The input –
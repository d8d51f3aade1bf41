//! Whole shopping sessions driven through the cart store.

#![allow(clippy::unwrap_used, clippy::indexing_slicing)]

use elegant_context_core::{
    ActionEnvelope, CartAction, CartError, CartItem, CartStore, Catalog, CurrencyCode,
    DispatchError, Product, ProductId, reduce,
};
use elegant_context_integration_tests::{ids, widget_catalog};
use rstest::{fixture, rstest};
use rust_decimal::Decimal;
use serde_json::json;

#[fixture]
fn store() -> CartStore<Catalog> {
    CartStore::new(widget_catalog())
}

fn widget(quantity: u32) -> CartItem {
    CartItem {
        id: ProductId::new("p1"),
        name: "Widget".to_owned(),
        unit_price: Decimal::new(999, 2),
        quantity,
    }
}

#[rstest]
fn widget_walkthrough(mut store: CartStore<Catalog>) {
    assert!(store.state().is_empty());

    store.add_item_to_cart("p1").unwrap();
    assert_eq!(store.state().items(), &[widget(1)]);

    store.add_item_to_cart("p1").unwrap();
    assert_eq!(store.state().items(), &[widget(2)]);

    store.update_item_quantity("p1", -1).unwrap();
    assert_eq!(store.state().items(), &[widget(1)]);

    store.update_item_quantity("p1", -1).unwrap();
    assert!(store.state().is_empty());
}

#[rstest]
fn walkthrough_from_envelopes(mut store: CartStore<Catalog>) {
    let script: Vec<ActionEnvelope> = serde_json::from_value(json!([
        {"type": "ADD_ITEM_TO_CART", "payload": "p1"},
        {"type": "ADD_ITEM", "payload": "p1"},
        {"type": "UPDATE_ITEM_QUANTITY", "payload": {"productId": "p1", "amount": -1}},
        {"type": "UPDATE_QUANTITY", "payload": {"productId": "p1", "amount": -1}},
    ]))
    .unwrap();

    let mut quantities = Vec::new();
    for envelope in &script {
        let state = store.dispatch_envelope(envelope).unwrap();
        quantities.push(state.total_quantity());
    }
    assert_eq!(quantities, [1, 2, 1, 0]);
}

#[rstest]
fn header_and_summary_totals(mut store: CartStore<Catalog>) {
    store.add_item_to_cart("p1").unwrap();
    store.add_item_to_cart("p2").unwrap();
    store.update_item_quantity("p2", 2).unwrap();
    store.add_item_to_cart("p3").unwrap();

    let state = store.state();
    assert_eq!(ids(state), ["p1", "p2", "p3"]);
    assert_eq!(state.total_quantity(), 5);
    // 9.99 + 3 * 24.50 + 3.00
    assert_eq!(state.subtotal(), Some(Decimal::new(8649, 2)));
    assert_eq!(
        state.subtotal_price(CurrencyCode::USD).unwrap().display(),
        "$86.49"
    );
}

#[rstest]
fn rejected_actions_leave_the_cart_alone(mut store: CartStore<Catalog>) {
    store.add_item_to_cart("p2").unwrap();
    let before = store.state().clone();

    let missing_product = store.add_item_to_cart("p404").unwrap_err();
    assert_eq!(
        missing_product,
        CartError::NotFound {
            id: ProductId::new("p404")
        }
    );

    let missing_item = store.update_item_quantity("p1", -1).unwrap_err();
    assert!(matches!(missing_item, CartError::NotFound { .. }));

    let malformed = ActionEnvelope {
        kind: "UPDATE_ITEM_QUANTITY".to_owned(),
        payload: json!({"productId": "p2", "amount": "lots"}),
    };
    assert!(matches!(
        store.dispatch_envelope(&malformed),
        Err(DispatchError::Action(_))
    ));

    assert_eq!(store.state(), &before);
}

#[rstest]
fn cart_keeps_price_seen_when_first_added() {
    let launch = Catalog::new(vec![Product::new("p1", "Widget", Decimal::new(999, 2))]).unwrap();
    let mut store = CartStore::new(launch);
    store.add_item_to_cart("p1").unwrap();
    let cart = store.into_state();

    // Same cart, now backed by a repriced catalog.
    let repriced =
        Catalog::new(vec![Product::new("p1", "Widget", Decimal::new(1499, 2))]).unwrap();
    let next = reduce(&cart, &CartAction::add("p1"), &repriced).unwrap();

    assert_eq!(next.items()[0].unit_price, Decimal::new(999, 2));
    assert_eq!(next.items()[0].quantity, 2);
}

#[rstest]
fn cart_serializes_for_views(mut store: CartStore<Catalog>) {
    store.add_item_to_cart("p1").unwrap();
    let value = serde_json::to_value(store.state()).unwrap();
    assert_eq!(
        value,
        json!({"items": [{"id": "p1", "name": "Widget", "unit_price": "9.99", "quantity": 1}]})
    );
}

#[rstest]
fn demo_catalog_supports_a_full_session() {
    let mut store = CartStore::new(Catalog::demo());
    let all: Vec<ProductId> = store.catalog().iter().map(|p| p.id.clone()).collect();
    for id in &all {
        store.add_item_to_cart(id.clone()).unwrap();
    }
    assert_eq!(store.state().len(), all.len());

    for id in &all {
        store.update_item_quantity(id.clone(), -1).unwrap();
    }
    assert!(store.state().is_empty());
}

#[rstest]
fn oversized_totals_are_reported_not_panicked() {
    let yaml = r#"- { id: p1, title: Bullion, price: "100000000000000000000" }"#;
    let catalog = Catalog::from_yaml(yaml).unwrap();
    let mut store = CartStore::new(catalog);
    store.add_item_to_cart("p1").unwrap();
    store.update_item_quantity("p1", 999_999_999).unwrap();

    let state = store.state();
    assert_eq!(state.items()[0].quantity, 1_000_000_000);
    assert_eq!(state.total_quantity(), 1_000_000_000);
    assert!(state.items()[0].line_total().is_none());
    assert!(state.subtotal().is_none());
    assert!(state.subtotal_price(CurrencyCode::USD).is_none());
}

Problem details –
Your job is to write out the data exactly as it stands.

Problem solution –
repository d8d51f3aade1bf41
//! Whole shopping sessions driven through the cart store.

#![allow(clippy::unwrap_used, clippy::indexing_slicing)]

use elegant_context_core::{
    ActionEnvelope, CartAction, CartError, CartItem, CartStore, Catalog, CurrencyCode,
    DispatchError, Product, ProductId, reduce,
};
use elegant_context_integration_tests::{ids, widget_catalog};
use rstest::{fixture, rstest};
use rust_decimal::Decimal;
use serde_json::json;

#[fixture]
fn store() -> CartStore<Catalog> {
    CartStore::new(widget_catalog())
}

fn widget(quantity: u32) -> CartItem {
    CartItem {
        id: ProductId::new("p1"),
        name: "Widget".to_owned(),
        unit_price: Decimal::new(999, 2),
        quantity,
    }
}

#[rstest]
fn widget_walkthrough(mut store: CartStore<Catalog>) {
    assert!(store.state().is_empty());

    store.add_item_to_cart("p1").unwrap();
    assert_eq!(store.state().items(), &[widget(1)]);

    store.add_item_to_cart("p1").unwrap();
    assert_eq!(store.state().items(), &[widget(2)]);

    store.update_item_quantity("p1", -1).unwrap();
    assert_eq!(store.state().items(), &[widget(1)]);

    store.update_item_quantity("p1", -1).unwrap();
    assert!(store.state().is_empty());
}

#[rstest]
fn walkthrough_from_envelopes(mut store: CartStore<Catalog>) {
    let script: Vec<ActionEnvelope> = serde_json::from_value(json!([
        {"type": "ADD_ITEM_TO_CART", "payload": "p1"},
        {"type": "ADD_ITEM", "payload": "p1"},
        {"type": "UPDATE_ITEM_QUANTITY", "payload": {"productId": "p1", "amount": -1}},
        {"type": "UPDATE_QUANTITY", "payload": {"productId": "p1", "amount": -1}},
    ]))
    .unwrap();

    let mut quantities = Vec::new();
    for envelope in &script {
        let state = store.dispatch_envelope(envelope).unwrap();
        quantities.push(state.total_quantity());
    }
    assert_eq!(quantities, [1, 2, 1, 0]);
}

#[rstest]
fn header_and_summary_totals(mut store: CartStore<Catalog>) {
    store.add_item_to_cart("p1").unwrap();
    store.add_item_to_cart("p2").unwrap();
    store.update_item_quantity("p2", 2).unwrap();
    store.add_item_to_cart("p3").unwrap();

    let state = store.state();
    assert_eq!(ids(state), ["p1", "p2", "p3"]);
    assert_eq!(state.total_quantity(), 5);
    // 9.99 + 3 * 24.50 + 3.00
    assert_eq!(state.subtotal(), Some(Decimal::new(8649, 2)));
    assert_eq!(
        state.subtotal_price(CurrencyCode::USD).unwrap().display(),
        "$86.49"
    );
}

#[rstest]
fn rejected_actions_leave_the_cart_alone(mut store: CartStore<Catalog>) {
    store.add_item_to_cart("p2").unwrap();
    let before = store.state().clone();

    let missing_product = store.add_item_to_cart("p404").unwrap_err();
    assert_eq!(
        missing_product,
        CartError::NotFound {
            id: ProductId::new("p404")
        }
    );

    let missing_item = store.update_item_quantity("p1", -1).unwrap_err();
    assert!(matches!(missing_item, CartError::NotFound { .. }));

    let malformed = ActionEnvelope {
        kind: "UPDATE_ITEM_QUANTITY".to_owned(),
        payload: json!({"productId": "p2", "amount": "lots"}),
    };
    assert!(matches!(
        store.dispatch_envelope(&malformed),
        Err(DispatchError::Action(_))
    ));

    assert_eq!(store.state(), &before);
}

#[rstest]
fn cart_keeps_price_seen_when_first_added() {
    let launch = Catalog::new(vec![Product::new("p1", "Widget", Decimal::new(999, 2))]).unwrap();
    let mut store = CartStore::new(launch);
    store.add_item_to_cart("p1").unwrap();
    let cart = store.into_state();

    // Same cart, now backed by a repriced catalog.
    let repriced =
        Catalog::new(vec![Product::new("p1", "Widget", Decimal::new(1499, 2))]).unwrap();
    let next = reduce(&cart, &CartAction::add("p1"), &repriced).unwrap();

    assert_eq!(next.items()[0].unit_price, Decimal::new(999, 2));
    assert_eq!(next.items()[0].quantity, 2);
}

#[rstest]
fn cart_serializes_for_views(mut store: CartStore<Catalog>) {
    store.add_item_to_cart("p1").unwrap();
    let value = serde_json::to_value(store.state()).unwrap();
    assert_eq!(
        value,
        json!({"items": [{"id": "p1", "name": "Widget", "unit_price": "9.99", "quantity": 1}]})
    );
}

#[rstest]
fn demo_catalog_supports_a_full_session() {
    let mut store = CartStore::new(Catalog::demo());
    let all: Vec<ProductId> = store.catalog().iter().map(|p| p.id.clone()).collect();
    for id in &all {
        store.add_item_to_cart(id.clone()).unwrap();
    }
    assert_eq!(store.state().len(), all.len());

    for id in &all {
        store.update_item_quantity(id.clone(), -1).unwrap();
    }
    assert!(store.state().is_empty());
}

#[rstest]
fn oversized_totals_are_reported_not_panicked() {
    let yaml = r#"- { id: p1, title: Bullion, price: "100000000000000000000" }"#;
    let catalog = Catalog::from_yaml(yaml).unwrap();
    let mut store = CartStore::new(catalog);
    store.add_item_to_cart("p1").unwrap();
    store.update_item_quantity("p1", 999_999_999).unwrap();

    let state = store.state();
    assert_eq!(state.items()[0].quantity, 1_000_000_000);
    assert_eq!(state.total_quantity(), 1_000_000_000);
    assert!(state.items()[0].line_total().is_none());
    assert!(state.subtotal().is_none());
    assert!(state.subtotal_price(CurrencyCode::USD).is_none());
}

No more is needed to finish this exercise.